Task:
Would you copy the material below word for word, beginning with its first line and ending with the line that contains "pub struct QueryOptions"?

Data for processing:
·····

//! Store, filter and per-query configuration.
//!
//! Every recognized option is a named field with a documented default.

use crate::error::{PackingError, Result};
use crate::multiset::PackingMode;

/// Default per-level branching limit: plain best-fit.
pub const DEFAULT_BRANCHING_LIMIT: usize = 1;

/// Options for a single query.
///
/// # Example
///
/// ```
/// use packfit::QueryOptions;
///
/// let opts = QueryOptions::default()
///     .with_branching_limit(8)
///     .with_parallel(true);
/// assert!(opts.trim_upper);
/// assert!(opts.use_filter);
/// ```
#[derive(Clone, Copy, Debug, PartialEq, Eq)]
pub struct QueryOptions {
    /// Candidate slot classes explored per search level. `1` is best-fit.
    pub branching_limit: usize,
    /// Discard branches whose remaining slots cannot cover the remaining items.
    pub trim_upper: bool,
    /// Evaluate the stored collection on the worker pool.
    pub parallel: bool,
    /// Consult the pre-filter and per-item dominance before the solver.
    ///
    /// Disabling this runs the exact solver on every item.
    pub use_filter: bool,
}

impl Default for QueryOptions {
    fn default() -> Self {
        Self {
            branching_limit: DEFAULT_BRANCHING_LIMIT,
            trim_upper: true,
            parallel: false,
            use_filter: true,
        }
    }
}

impl QueryOptions {
    /// Set the per-level branching limit.
    pub fn with_branching_limit(mut self, branching_limit: usize) -> Self {
        self.branching_limit = branching_limit;
        self
    }

    /// Enable or disable upper-bound trimming.
    pub fn with_trim_upper(mut self, trim_upper: bool) -> Self {
        self.trim_upper = trim_upper;
        self
    }

    /// Enable or disable parallel evaluation.
    pub fn with_parallel(mut self, parallel: bool) -> Self {
        self.parallel = parallel;
        self
    }

    /// Enable or disable the pre-filter stage.
    pub fn with_filter(mut self, use_filter: bool) -> Self {
        self.use_filter = use_filter;
        self
    }

    /// Reject a zero branching limit.
    pub fn validate(&self) -> Result<()> {
        if self.branching_limit == 0 {
            return Err(PackingError::invalid_config(
                "branching_limit must be at least 1",
            ));
        }
        Ok(())
    }
}

/// Sizing of the conservative pre-filter.
#[derive(Clone, Copy, Debug, PartialEq)]
pub struct FilterConfig {
    /// Target false-positive rate of the Bloom bit array, in `(0, 1)`.
    pub false_positive_rate: f64,
    /// Number of profile thresholds per signature.
    pub dimensions: usize,
    /// Number of log2 buckets per signature coordinate (at most 256).
    pub buckets: usize,
    /// Upper bound on Bloom probes per query before answering "maybe".
    pub max_probes: usize,
}

impl Default for FilterConfig {
    fn default() -> Self {
        Self {
            false_positive_rate: 0.01,
            dimensions: 4,
            buckets: 24,
            max_probes: 4096,
        }
    }
}

impl FilterConfig {
    /// Set the target false-positive rate.
    pub fn with_false_positive_rate(mut self, rate: f64) -> Self {
        self.false_positive_rate = rate;
        self
    }

    /// Set the number of signature dimensions.
    pub fn with_dimensions(mut self, dimensions: usize) -> Self {
        self.dimensions = dimensions;
        self
    }

    /// Set the number of buckets per coordinate.
    pub fn with_buckets(mut self, buckets: usize) -> Self {
        self.buckets = buckets;
        self
    }

    /// Set the probe budget per query.
    pub fn with_max_probes(mut self, max_probes: usize) -> Self {
        self.max_probes = max_probes;
        self
    }

    /// Check ranges of all fields.
    pub fn validate(&self) -> Result<()> {
        let rate = self.false_positive_rate;
        if !(rate > 0.0 && rate < 1.0) {
            return Err(PackingError::invalid_config(format!(
                "false_positive_rate must be in (0, 1), got {}",
                rate
            )));
        }
        if self.dimensions == 0 {
            return Err(PackingError::invalid_config(
                "filter needs at least one dimension",
            ));
        }
        if !(2..=256).contains(&self.buckets) {
            return Err(PackingError::invalid_config(format!(
                "buckets must be in 2..=256, got {}",
                self.buckets
            )));
        }
        if self.max_probes == 0 {
            return Err(PackingError::invalid_config("max_probes must be positive"));
        }
        Ok(())
    }
}

/// Construction-time configuration of an [`ItemStore`](crate::ItemStore).
#[derive(Clone, Copy, Debug, Default, PartialEq)]
pub struct StoreConfig {
    /// Packing rule used by the filter, dominance checks and the solver.
    pub mode: PackingMode,
    /// Pre-filter sizing.
    pub filter: FilterConfig,
    /// Size of a dedicated worker pool; `None` uses the global pool.
    pub threads: Option<usize>,
}

impl StoreConfig {
    /// Set the packing mode.
    pub fn with_mode(mut self, mode: PackingMode) -> Self {
        self.mode = mode;
        self
    }

    /// Set the pre-filter configuration.
    pub fn with_filter(mut self, filter: FilterConfig) -> Self {
        self.filter = filter;
        self
    }

    /// Use a dedicated pool with `threads` workers.
    pub fn with_threads(mut self, threads: usize) -> Self {
        self.threads = Some(threads);
        self
    }

    /// Validate the filter and thread settings.
    pub fn validate(&self) -> Result<()> {
        self.filter.validate()?;
        if self.threads == Some(0) {
            return Err(PackingError::invalid_config("threads must be positive"));
        }
        Ok(())
    }
}

#[cfg(test)]
mod tests {
    use super::*;

    #[test]
    fn test_defaults_validate() {
        assert!(QueryOptions::default().validate().is_ok());
        assert!(StoreConfig::default().validate().is_ok());
        assert_eq!(QueryOptions::default().branching_limit, 1);
    }

    #[test]
    fn test_zero_branching_rejected() {
        let opts = QueryOptions::default().with_branching_limit(0);
        assert!(matches!(
            opts.validate(),
            Err(PackingError::InvalidConfig(_))
        ));
    }

    #[test]
    fn test_filter_ranges() {
        let base = FilterConfig::default();
        assert!(base.with_false_positive_rate(0.0).validate().is_err());
        assert!(base.with_false_positive_rate(1.0).validate().is_err());
        assert!(base.with_dimensions(0).validate().is_err());
        assert!(base.with_buckets(1).validate().is_err());
        assert!(base.with_buckets(257).validate().is_err());
        assert!(base.with_max_probes(0).validate().is_err());
        assert!(base.with_buckets(256).validate().is_ok());
    }

    #[test]
    fn test_zero_threads_rejected() {
        let cfg = StoreConfig::default().with_threads(0);
        assert!(cfg.validate().is_err());
        assert!(StoreConfig::default().with_threads(2).validate().is_ok());
    }
}
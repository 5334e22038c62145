//! Error types for packing queries.

use thiserror::Error;

/// Result type for store, filter and solver operations.
pub type Result<T> = std::result::Result<T, PackingError>;

/// Errors reported at the boundary of a public operation.
///
/// A search that finds no packing is a normal `false`, never an error.
#[derive(Error, Debug, Clone, PartialEq, Eq)]
pub enum PackingError {
    /// Two multisets (or a multiset and a store) disagree on the number of classes.
    #[error("class count mismatch: expected {expected}, found {found}")]
    ClassCountMismatch {
        /// Class count of the store or target.
        expected: usize,
        /// Class count of the offending multiset.
        found: usize,
    },

    /// A store was requested for an empty batch of multisets.
    #[error("cannot build a store from an empty collection")]
    EmptyCollection,

    /// A signed count was negative.
    #[error("negative count {value} for class {class}")]
    NegativeCount {
        /// Class index of the count.
        class: usize,
        /// The rejected value.
        value: i64,
    },

    /// A count did not fit into the 32-bit counter.
    #[error("count {value} for class {class} exceeds u32::MAX")]
    CountOverflow {
        /// Class index of the count.
        class: usize,
        /// The rejected value.
        value: i64,
    },

    /// An item size has no class in a multiset of the given length.
    #[error("item size {size} out of range for {class_count} classes")]
    SizeOutOfRange {
        /// The rejected size.
        size: usize,
        /// Number of classes available.
        class_count: usize,
    },

    /// Filter, query or pool configuration is unusable.
    #[error("invalid configuration: {0}")]
    InvalidConfig(String),

    /// The dedicated worker pool could not be started.
    #[error("thread pool error: {0}")]
    ThreadPool(String),
}

impl PackingError {
    /// Create a class count mismatch error.
    pub fn mismatch(expected: usize, found: usize) -> Self {
        Self::ClassCountMismatch { expected, found }
    }

    /// Create an invalid configuration error.
    pub fn invalid_config(msg: impl Into<String>) -> Self {
        Self::InvalidConfig(msg.into())
    }
}
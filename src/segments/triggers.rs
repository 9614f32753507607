use std::collections::BTreeSet;
use std::ops::ControlFlow;

use sqlparser::ast::visit_expressions;
use sqlparser::ast::BinaryOperator;
use sqlparser::ast::Expr;
use sqlparser::dialect::MySqlDialect;
use sqlparser::parser::Parser;

/// Statically extract the event names a segment's evaluator SQL compares
/// against, so event ingestion only reevaluates segments that could have
/// changed.
///
/// Collected forms: `events.name = 'v'`, `'v' = events.name`, and
/// `events.name IN ('a', 'b', ...)`, anywhere in the statement. Backticks
/// are stripped before parsing. A SQL text the parser cannot handle yields
/// the empty set: the segment still evaluates through the periodic and
/// user-update paths, it just won't be triggered by events.
pub fn extract_event_triggers(sql: &str) -> BTreeSet<String> {
    let normalized = sql.replace('`', "");
    let mut triggers = BTreeSet::new();
    let Ok(statements) = Parser::parse_sql(&MySqlDialect {}, &normalized) else {
        return triggers;
    };
    let _: ControlFlow<()> = visit_expressions(&statements, |expr| {
        match expr {
            Expr::BinaryOp {
                left,
                op: BinaryOperator::Eq,
                right,
            } => {
                if is_events_name(left) {
                    collect_string_literal(right, &mut triggers);
                } else if is_events_name(right) {
                    collect_string_literal(left, &mut triggers);
                }
            }
            Expr::InList { expr, list, .. } if is_events_name(expr) => {
                for item in list {
                    collect_string_literal(item, &mut triggers);
                }
            }
            _ => {}
        }
        ControlFlow::Continue(())
    });
    triggers
}

fn is_events_name(expr: &Expr) -> bool {
    match expr {
        Expr::CompoundIdentifier(parts) => {
            let parts: Vec<String> = parts.iter().map(|p| p.value.to_lowercase()).collect();
            parts.ends_with(&["events".to_string(), "name".to_string()])
        }
        _ => false,
    }
}

fn collect_string_literal(
    expr: &Expr,
    triggers: &mut BTreeSet<String>,
) {
    use sqlparser::ast::Value;
    if let Expr::Value(Value::SingleQuotedString(s) | Value::DoubleQuotedString(s)) = expr {
        triggers.insert(s.clone());
    }
}

#[cfg(test)]
mod tests {
    use super::extract_event_triggers;

    fn set(names: &[&str]) -> std::collections::BTreeSet<String> {
        names.iter().map(|s| s.to_string()).collect()
    }

    #[test]
    fn equality_both_orders() {
        let sql = "SELECT id FROM users u \
                   JOIN events e ON e.user_id = u.id \
                   WHERE events.name = 'purchase' OR 'refund' = events.name";
        assert_eq!(extract_event_triggers(sql), set(&["purchase", "refund"]));
    }

    #[test]
    fn in_list() {
        let sql =
            "SELECT user_id AS id FROM events WHERE events.name IN ('signup', 'login', 'purchase')";
        assert_eq!(
            extract_event_triggers(sql),
            set(&["signup", "login", "purchase"])
        );
    }

    #[test]
    fn backticks_are_stripped() {
        let sql = "SELECT `id` FROM `users` WHERE `events`.`name` = 'purchase'";
        assert_eq!(extract_event_triggers(sql), set(&["purchase"]));
    }

    #[test]
    fn nested_subquery() {
        let sql = "SELECT id FROM users WHERE id IN \
                   (SELECT user_id FROM events WHERE events.name = 'checkout')";
        assert_eq!(extract_event_triggers(sql), set(&["checkout"]));
    }

    #[test]
    fn unrelated_comparisons_are_ignored() {
        let sql = "SELECT id FROM users \
                   WHERE status = 'active' AND JSON_EXTRACT(attributes, '$.plan') = 'pro'";
        assert_eq!(extract_event_triggers(sql), set(&[]));
    }

    #[test]
    fn unparsable_sql_yields_empty_set() {
        assert_eq!(extract_event_triggers("SELEKT id FORM users"), set(&[]));
    }
}
use serde_json::json;

use crate::helpers::spawn_app;

#[tokio::test]
async fn purchase_events_send_the_matching_transactional_email() {
    let Some(app) = spawn_app().await else { return };
    app.configure_postmark().await;

    let resp = app
        .post_json(
            "/api/transaction/purchase-receipt",
            json!({
                "event": "purchase",
                "subject": r#"|user, event| "Order " + event.id"#,
                "html": "<%= user.name %>: $<%= event.amount %>",
            }),
        )
        .await;
    assert_eq!(resp.status().as_u16(), 200);

    app.post_json(
        "/api/user/u1",
        json!({ "attributes": { "email": "e@x.com", "name": "N" } }),
    )
    .await;
    let resp = app
        .post_json(
            "/api/user/u1/event/purchase",
            json!({ "attributes": { "id": "o1", "amount": 42 } }),
        )
        .await;
    assert_eq!(resp.status().as_u16(), 200);

    let emails = app.sent_emails().await;
    assert_eq!(emails.len(), 1);
    assert_eq!(emails[0]["To"], json!("e@x.com"));
    assert_eq!(emails[0]["Subject"], json!("Order o1"));
    assert!(emails[0]["HtmlBody"].as_str().unwrap().contains("N: $42"));
}

#[tokio::test]
async fn events_without_a_matching_transaction_send_nothing() {
    let Some(app) = spawn_app().await else { return };
    app.configure_postmark().await;

    app.post_json(
        "/api/user/u1",
        json!({ "attributes": { "email": "e@x.com" } }),
    )
    .await;
    let resp = app
        .post_json("/api/user/u1/event/login", json!({ "attributes": {} }))
        .await;
    assert_eq!(resp.status().as_u16(), 200);
    assert!(app.sent_emails().await.is_empty());
}

#[tokio::test]
async fn a_missing_provider_does_not_fail_event_ingestion() {
    let Some(app) = spawn_app().await else { return };
    // no provider configured at all

    app.post_json(
        "/api/transaction/receipt",
        json!({
            "event": "purchase",
            "subject": r#"|user, event| "Order""#,
            "html": "ok",
        }),
    )
    .await;
    app.post_json(
        "/api/user/u1",
        json!({ "attributes": { "email": "e@x.com" } }),
    )
    .await;

    // dispatch fails internally, is logged, and the event still lands
    let resp = app
        .post_json("/api/user/u1/event/purchase", json!({ "attributes": {} }))
        .await;
    assert_eq!(resp.status().as_u16(), 200);

    let events: serde_json::Value = app
        .get("/api/user/u1/event")
        .await
        .json::<serde_json::Value>()
        .await
        .unwrap();
    assert_eq!(events["value"].as_array().unwrap().len(), 1);
}

#[tokio::test]
async fn transaction_crud_round_trip() {
    let Some(app) = spawn_app().await else { return };

    app.post_json(
        "/api/transaction/receipt",
        json!({
            "event": "purchase",
            "subject": r#"|user, event| "Order""#,
            "html": "ok",
        }),
    )
    .await;
    let resp = app
        .patch_json(
            "/api/transaction/receipt",
            json!({
                "event": "refund",
                "subject": r#"|user, event| "Refund""#,
                "html": "ok",
            }),
        )
        .await;
    assert_eq!(resp.status().as_u16(), 200);

    let listed: serde_json::Value = app
        .get("/api/transaction")
        .await
        .json::<serde_json::Value>()
        .await
        .unwrap();
    assert_eq!(listed["value"][0]["event"], json!("refund"));

    let resp = app.delete("/api/transaction/receipt").await;
    assert_eq!(resp.status().as_u16(), 200);
    let resp = app.get("/api/transaction/receipt").await;
    assert_eq!(resp.status().as_u16(), 500);
}
//! Campaign membership resolution. Segment memberships are the ground
//! truth; this module recomputes which campaigns a user belongs to whenever
//! that truth (or the user) changes, creating and terminating executions as
//! a side effect.
//!
//! Static campaigns are monotone: once enrolled, a user stays until the
//! campaign or user is deleted. Dynamic campaigns mirror the segment
//! predicate exactly and terminate the execution on exit.

use std::collections::HashSet;

use sqlx::MySql;
use sqlx::Row;
use sqlx::Transaction;

use crate::campaigns;
use crate::campaigns::Campaign;
use crate::domain::CampaignBehavior;
use crate::executions;
use crate::segments;
use crate::segments::SegmentChanges;
use crate::segments::SegmentScope;

pub const DYNAMIC_EXIT_REASON: &str = "User no longer matches campaign criteria";

/// Users in batches this size when fanning a segment change out to
/// campaign reevaluation, to bound per-transaction work.
const REEVALUATION_BATCH: usize = 100;

#[derive(Debug, Default)]
pub struct UserCampaignChanges {
    pub added: Vec<String>,
    pub removed: Vec<String>,
}

#[derive(Debug, Clone, Copy, PartialEq, Eq)]
pub enum MembershipChange {
    Added,
    Removed,
}

/// One user entering or leaving one campaign.
#[derive(Debug)]
pub struct CampaignChange {
    pub user_id: String,
    pub campaign_id: String,
    pub change: MembershipChange,
}

/// The membership predicate: in every include segment, in no exclude
/// segment.
pub async fn matches(
    tx: &mut Transaction<'static, MySql>,
    user_id: &str,
    campaign: &Campaign,
) -> Result<bool, anyhow::Error> {
    let segment_set = user_segment_set(tx, user_id).await?;
    Ok(matches_segment_set(&segment_set, campaign))
}

fn matches_segment_set(
    segment_set: &HashSet<String>,
    campaign: &Campaign,
) -> bool {
    campaign.segments.iter().all(|s| segment_set.contains(s))
        && !campaign
            .exclude_segments
            .iter()
            .any(|s| segment_set.contains(s))
}

/// Refresh the user's segment memberships (scoped), then reconcile their
/// campaign memberships against the new truth.
#[tracing::instrument(skip(tx))]
pub async fn reevaluate_user(
    tx: &mut Transaction<'static, MySql>,
    user_id: &str,
    scope: SegmentScope<'_>,
    reason: &str,
) -> Result<UserCampaignChanges, anyhow::Error> {
    segments::evaluate_for_user(tx, user_id, scope).await?;
    reevaluate_user_campaigns(tx, user_id).await
}

/// Recompute `matches` for every campaign. Static campaigns only ever gain
/// members here; dynamic campaigns track the predicate both ways, and each
/// removal terminates the corresponding execution.
pub async fn reevaluate_user_campaigns(
    tx: &mut Transaction<'static, MySql>,
    user_id: &str,
) -> Result<UserCampaignChanges, anyhow::Error> {
    let all_campaigns = campaigns::list(tx).await?;
    let segment_set = user_segment_set(tx, user_id).await?;
    let member_of: HashSet<String> =
        sqlx::query("SELECT campaign_id FROM campaign_memberships WHERE user_id = ?")
            .bind(user_id)
            .fetch_all(&mut **tx)
            .await?
            .into_iter()
            .map(|r| r.get("campaign_id"))
            .collect();

    let mut changes = UserCampaignChanges::default();
    for campaign in &all_campaigns {
        let matches_now = matches_segment_set(&segment_set, campaign);
        let is_member = member_of.contains(&campaign.id);

        if matches_now && !is_member {
            add_member(tx, user_id, &campaign.id).await?;
            changes.added.push(campaign.id.clone());
        } else if !matches_now && is_member && campaign.behavior == CampaignBehavior::Dynamic {
            remove_member(tx, user_id, &campaign.id).await?;
            changes.removed.push(campaign.id.clone());
        }
    }

    if !changes.added.is_empty() || !changes.removed.is_empty() {
        tracing::info!(
            user_id,
            added = ?changes.added,
            removed = ?changes.removed,
            "campaign memberships changed"
        );
    }
    Ok(changes)
}

/// Fan a segment's membership diff out to every affected user's campaign
/// memberships. Only runs the per-user work if some campaign actually
/// references the segment.
#[tracing::instrument(skip(tx, changes))]
pub async fn reevaluate_for_segment_change(
    tx: &mut Transaction<'static, MySql>,
    segment_id: &str,
    changes: &SegmentChanges,
) -> Result<Vec<CampaignChange>, anyhow::Error> {
    if segments::referencing_campaigns(tx, segment_id).await? == 0 {
        return Ok(Vec::new());
    }

    let affected: Vec<&String> = changes.affected_users().collect();
    let mut out = Vec::new();
    for batch in affected.chunks(REEVALUATION_BATCH) {
        for user_id in batch {
            let user_changes = reevaluate_user_campaigns(tx, user_id).await?;
            out.extend(user_changes.added.into_iter().map(|campaign_id| {
                CampaignChange {
                    user_id: user_id.to_string(),
                    campaign_id,
                    change: MembershipChange::Added,
                }
            }));
            out.extend(
                user_changes
                    .removed
                    .into_iter()
                    .map(|campaign_id| CampaignChange {
                        user_id: user_id.to_string(),
                        campaign_id,
                        change: MembershipChange::Removed,
                    }),
            );
        }
    }
    Ok(out)
}

async fn add_member(
    tx: &mut Transaction<'static, MySql>,
    user_id: &str,
    campaign_id: &str,
) -> Result<(), anyhow::Error> {
    sqlx::query("INSERT INTO campaign_memberships (user_id, campaign_id) VALUES (?, ?)")
        .bind(user_id)
        .bind(campaign_id)
        .execute(&mut **tx)
        .await?;
    executions::create(tx, user_id, campaign_id).await
}

async fn remove_member(
    tx: &mut Transaction<'static, MySql>,
    user_id: &str,
    campaign_id: &str,
) -> Result<(), anyhow::Error> {
    sqlx::query("DELETE FROM campaign_memberships WHERE user_id = ? AND campaign_id = ?")
        .bind(user_id)
        .bind(campaign_id)
        .execute(&mut **tx)
        .await?;
    executions::terminate(tx, user_id, campaign_id, DYNAMIC_EXIT_REASON).await
}

async fn user_segment_set(
    tx: &mut Transaction<'static, MySql>,
    user_id: &str,
) -> Result<HashSet<String>, anyhow::Error> {
    Ok(
        sqlx::query("SELECT segment_id FROM segment_memberships WHERE user_id = ?")
            .bind(user_id)
            .fetch_all(&mut **tx)
            .await?
            .into_iter()
            .map(|r| r.get("segment_id"))
            .collect(),
    )
}

#[cfg(test)]
mod tests {
    use std::collections::HashSet;

    use crate::campaigns::Campaign;
    use crate::domain::CampaignBehavior;

    use super::matches_segment_set;

    fn campaign(
        includes: &[&str],
        excludes: &[&str],
    ) -> Campaign {
        Campaign {
            id: "c".to_string(),
            flow: String::new(),
            behavior: CampaignBehavior::Static,
            segments: includes.iter().map(|s| s.to_string()).collect(),
            exclude_segments: excludes.iter().map(|s| s.to_string()).collect(),
        }
    }

    fn set(ids: &[&str]) -> HashSet<String> { ids.iter().map(|s| s.to_string()).collect() }

    #[test]
    fn requires_every_include() {
        let c = campaign(&["a", "b"], &[]);
        assert!(matches_segment_set(&set(&["a", "b", "c"]), &c));
        assert!(!matches_segment_set(&set(&["a"]), &c));
    }

    #[test]
    fn any_exclude_disqualifies() {
        let c = campaign(&["a"], &["x", "y"]);
        assert!(matches_segment_set(&set(&["a"]), &c));
        assert!(!matches_segment_set(&set(&["a", "y"]), &c));
    }
}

·····

Solution for this task:
//! Store, filter and per-query configuration.
//!
//! Every recognized option is a named field with a documented default.

use crate::error::{PackingError, Result};
use crate::multiset::PackingMode;

/// Default per-level branching limit: plain best-fit.
pub const DEFAULT_BRANCHING_LIMIT: usize = 1;

/// Options for a single query.
///
/// # Example
///
/// ```
/// use packfit::QueryOptions;
///
/// let opts = QueryOptions::default()
///     .with_branching_limit(8)
///     .with_parallel(true);
/// assert!(opts.trim_upper);
/// assert!(opts.use_filter);
/// ```
#[derive(Clone, Copy, Debug, PartialEq, Eq)]
pub struct QueryOptions {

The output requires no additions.